Earth Day 2023
The Northwoods of Wisconsin is defined by its most abundant and rewarding resource, a resource that impacts the region’s economy, its residents, its visitors, and its image. This resource is the forest land that makes up the greater part of the Northwoods region.
These forests are plentiful with opportunities and natural wealth. They are a source of recreation for people enjoying a wide variety of activities. A few examples include abundant trails and terrain, acreage accessible for hunting and fishing, and a variety of scenery offering pleasurable sightseeing.
As a fixture of the Northwoods forest products economy, these forestlands are the sustainable foundation of the logging, timber processing, and wood products industries in the region. Many Northwoods residents have work that is closely tied to the forest, whether in family logging operations, in sawmills, or as woodworkers adding value to the resource. Timber and finished products are also shipped out of the area, bringing revenue to the Northwoods.
The forests are the base of the Northwoods tourism economy. Vacationers come from urban areas to spend time, and their money, lured by the charm of the Northwoods. They come to enjoy the natural character of the Northwoods, not the development that is rapidly degrading the forests and lakes.
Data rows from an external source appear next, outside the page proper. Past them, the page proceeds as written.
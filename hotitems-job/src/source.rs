//! CSV ingestion of user-behavior events.

use std::fs::File;
use std::io::Read;
use std::path::Path;

use anyhow::{Context, Result};
use csv::StringRecord;
use tracing::{error, warn};

use crate::metrics::JobMetrics;
use crate::record::{RecordError, UserBehavior, csv_reader};

/// Lazily decodes `userId,itemId,categoryId,behavior,timestamp` records.
///
/// Fields follow RFC 4180 quoting and are trimmed. Blank lines are skipped.
/// Malformed records are logged with their line number, counted and
/// skipped. An I/O error ends the stream.
#[derive(Debug)]
pub struct BehaviorReader<R> {
    reader: csv::Reader<R>,
    record: StringRecord,
    metrics: JobMetrics,
}

impl<R: Read> BehaviorReader<R> {
    pub fn new(reader: R, metrics: JobMetrics) -> Self {
        Self {
            reader: csv_reader(reader),
            record: StringRecord::new(),
            metrics,
        }
    }

    fn line(&self) -> u64 {
        self.record.position().map_or(0, |pos| pos.line())
    }

    fn skip_record(&self, line: u64, err: &RecordError) {
        self.metrics.inc_malformed_records(1);
        warn!(line, %err, "skipping malformed record");
    }
}

impl<R: Read> Iterator for BehaviorReader<R> {
    type Item = UserBehavior;

    fn next(&mut self) -> Option<UserBehavior> {
        loop {
            match self.reader.read_record(&mut self.record) {
                Ok(false) => return None,
                Ok(true) => {}
                Err(err) if err.is_io_error() => {
                    let line = err.position().map_or(0, |pos| pos.line());
                    error!(line, %err, "failed to read input, stopping");
                    return None;
                }
                Err(err) => {
                    let line = err.position().map_or(0, |pos| pos.line());
                    self.skip_record(line, &RecordError::from(err));
                    continue;
                }
            }
            if self.record.iter().all(str::is_empty) {
                continue;
            }
            match UserBehavior::from_record(&self.record) {
                Ok(event) => return Some(event),
                Err(err) => self.skip_record(self.line(), &err),
            }
        }
    }
}

/// Read events from `reader`.
pub fn read_behaviors<R: Read>(reader: R, metrics: JobMetrics) -> BehaviorReader<R> {
    BehaviorReader::new(reader, metrics)
}

/// Open a CSV file of events. The csv reader buffers internally.
pub fn open_behaviors(path: impl AsRef<Path>, metrics: JobMetrics) -> Result<BehaviorReader<File>> {
    let path = path.as_ref();
    let file = File::open(path).with_context(|| format!("opening input {}", path.display()))?;
    Ok(read_behaviors(file, metrics))
}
While this can be true of forest lands either publicly or privately owned, public lands offer these, and other benefits, to all of us. Public lands offer common opportunity to all users equally, locals and visitors alike. Yet, for some time now, many of our political leaders have opposed public ownership. A widely successful alternative, used in numerous states including Wisconsin, is the Forest Legacy Program, which most often funds Conservation Easements through federal US Forest Service grants. Not tax payer supported, but environmental mitigation through the Land and Water Conservation Fund. These Forest Legacy grants cover up to 75% of easement value as a boon to participating states.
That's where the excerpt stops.